» **Task item**: Using the records below, please work out how many lines contain "milliseconds"; answer with the number alone.

[Opening Entries supplied section]

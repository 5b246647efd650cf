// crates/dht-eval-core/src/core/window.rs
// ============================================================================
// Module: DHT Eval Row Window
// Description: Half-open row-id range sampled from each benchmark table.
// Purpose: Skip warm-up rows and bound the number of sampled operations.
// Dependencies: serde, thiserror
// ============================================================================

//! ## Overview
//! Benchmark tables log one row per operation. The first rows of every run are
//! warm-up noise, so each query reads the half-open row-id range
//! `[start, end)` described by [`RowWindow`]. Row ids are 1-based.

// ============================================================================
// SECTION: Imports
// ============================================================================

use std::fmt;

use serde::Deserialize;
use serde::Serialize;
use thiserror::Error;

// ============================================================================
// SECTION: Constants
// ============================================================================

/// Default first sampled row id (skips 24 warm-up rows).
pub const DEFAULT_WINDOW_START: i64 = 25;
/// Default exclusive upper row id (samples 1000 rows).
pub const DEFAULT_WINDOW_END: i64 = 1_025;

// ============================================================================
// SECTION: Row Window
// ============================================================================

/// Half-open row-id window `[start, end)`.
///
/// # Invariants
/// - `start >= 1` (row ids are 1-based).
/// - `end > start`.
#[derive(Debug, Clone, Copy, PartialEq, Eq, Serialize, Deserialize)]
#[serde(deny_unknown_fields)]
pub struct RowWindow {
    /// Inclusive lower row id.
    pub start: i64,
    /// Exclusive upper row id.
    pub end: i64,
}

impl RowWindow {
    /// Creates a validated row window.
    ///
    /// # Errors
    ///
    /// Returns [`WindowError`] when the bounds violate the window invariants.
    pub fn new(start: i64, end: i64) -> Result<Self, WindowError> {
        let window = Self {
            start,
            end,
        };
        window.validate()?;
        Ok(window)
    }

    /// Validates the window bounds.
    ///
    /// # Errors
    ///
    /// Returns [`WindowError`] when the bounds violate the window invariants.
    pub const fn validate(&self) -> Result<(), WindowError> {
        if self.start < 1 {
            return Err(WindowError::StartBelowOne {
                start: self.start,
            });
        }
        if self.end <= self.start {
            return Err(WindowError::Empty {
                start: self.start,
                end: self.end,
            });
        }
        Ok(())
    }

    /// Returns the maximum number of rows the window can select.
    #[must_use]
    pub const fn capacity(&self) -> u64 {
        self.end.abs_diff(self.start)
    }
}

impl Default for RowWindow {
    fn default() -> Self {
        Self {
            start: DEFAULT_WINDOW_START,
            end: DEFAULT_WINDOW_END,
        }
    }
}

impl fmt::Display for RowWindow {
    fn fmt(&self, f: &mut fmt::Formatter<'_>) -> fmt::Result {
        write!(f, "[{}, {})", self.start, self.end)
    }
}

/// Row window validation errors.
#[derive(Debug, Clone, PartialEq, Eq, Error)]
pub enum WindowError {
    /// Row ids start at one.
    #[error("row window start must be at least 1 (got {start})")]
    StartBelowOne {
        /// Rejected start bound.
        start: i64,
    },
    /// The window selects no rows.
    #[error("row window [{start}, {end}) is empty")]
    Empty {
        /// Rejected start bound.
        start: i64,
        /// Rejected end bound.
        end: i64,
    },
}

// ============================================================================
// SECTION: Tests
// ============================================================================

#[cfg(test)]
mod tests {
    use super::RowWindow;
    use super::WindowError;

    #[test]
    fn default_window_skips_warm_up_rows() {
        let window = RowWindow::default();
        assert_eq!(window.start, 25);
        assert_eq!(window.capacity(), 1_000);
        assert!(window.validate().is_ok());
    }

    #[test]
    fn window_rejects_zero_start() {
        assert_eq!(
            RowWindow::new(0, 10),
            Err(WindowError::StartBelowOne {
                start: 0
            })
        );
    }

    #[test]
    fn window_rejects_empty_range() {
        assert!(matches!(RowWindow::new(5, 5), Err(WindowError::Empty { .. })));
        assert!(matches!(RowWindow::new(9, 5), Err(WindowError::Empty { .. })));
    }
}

[Closing Entries supplied section]
[Opening Entries supplied section]

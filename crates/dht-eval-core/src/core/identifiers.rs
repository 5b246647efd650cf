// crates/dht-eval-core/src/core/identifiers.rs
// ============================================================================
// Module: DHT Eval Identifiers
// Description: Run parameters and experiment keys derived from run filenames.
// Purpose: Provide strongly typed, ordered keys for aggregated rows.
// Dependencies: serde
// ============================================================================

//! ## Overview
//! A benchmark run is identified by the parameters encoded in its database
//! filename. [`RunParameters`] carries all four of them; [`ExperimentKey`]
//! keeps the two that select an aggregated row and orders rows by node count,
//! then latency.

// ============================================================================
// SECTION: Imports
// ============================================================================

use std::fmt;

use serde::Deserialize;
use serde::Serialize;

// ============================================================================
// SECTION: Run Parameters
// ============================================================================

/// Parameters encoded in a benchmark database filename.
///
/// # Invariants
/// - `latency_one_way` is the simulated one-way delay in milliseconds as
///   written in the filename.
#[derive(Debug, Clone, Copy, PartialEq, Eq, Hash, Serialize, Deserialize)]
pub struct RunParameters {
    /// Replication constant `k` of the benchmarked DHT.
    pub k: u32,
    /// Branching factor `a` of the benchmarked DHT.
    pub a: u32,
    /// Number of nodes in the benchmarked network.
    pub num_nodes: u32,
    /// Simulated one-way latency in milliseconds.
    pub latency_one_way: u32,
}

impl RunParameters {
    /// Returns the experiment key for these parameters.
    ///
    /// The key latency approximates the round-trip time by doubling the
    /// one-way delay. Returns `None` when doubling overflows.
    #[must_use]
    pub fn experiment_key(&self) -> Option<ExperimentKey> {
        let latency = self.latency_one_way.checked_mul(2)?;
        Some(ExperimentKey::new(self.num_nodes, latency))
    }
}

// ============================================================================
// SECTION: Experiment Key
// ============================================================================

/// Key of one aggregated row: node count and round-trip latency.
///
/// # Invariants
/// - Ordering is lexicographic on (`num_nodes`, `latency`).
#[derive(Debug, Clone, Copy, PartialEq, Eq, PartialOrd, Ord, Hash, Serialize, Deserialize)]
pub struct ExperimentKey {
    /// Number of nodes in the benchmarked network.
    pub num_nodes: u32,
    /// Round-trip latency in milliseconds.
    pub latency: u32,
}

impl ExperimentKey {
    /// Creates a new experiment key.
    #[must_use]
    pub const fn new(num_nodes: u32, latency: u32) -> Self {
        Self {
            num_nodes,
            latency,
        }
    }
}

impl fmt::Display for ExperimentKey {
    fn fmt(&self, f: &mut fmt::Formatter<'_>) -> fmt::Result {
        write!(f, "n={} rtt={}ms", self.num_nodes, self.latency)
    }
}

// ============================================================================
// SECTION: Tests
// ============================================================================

[Closing Entries supplied section]

» **Answer**: 3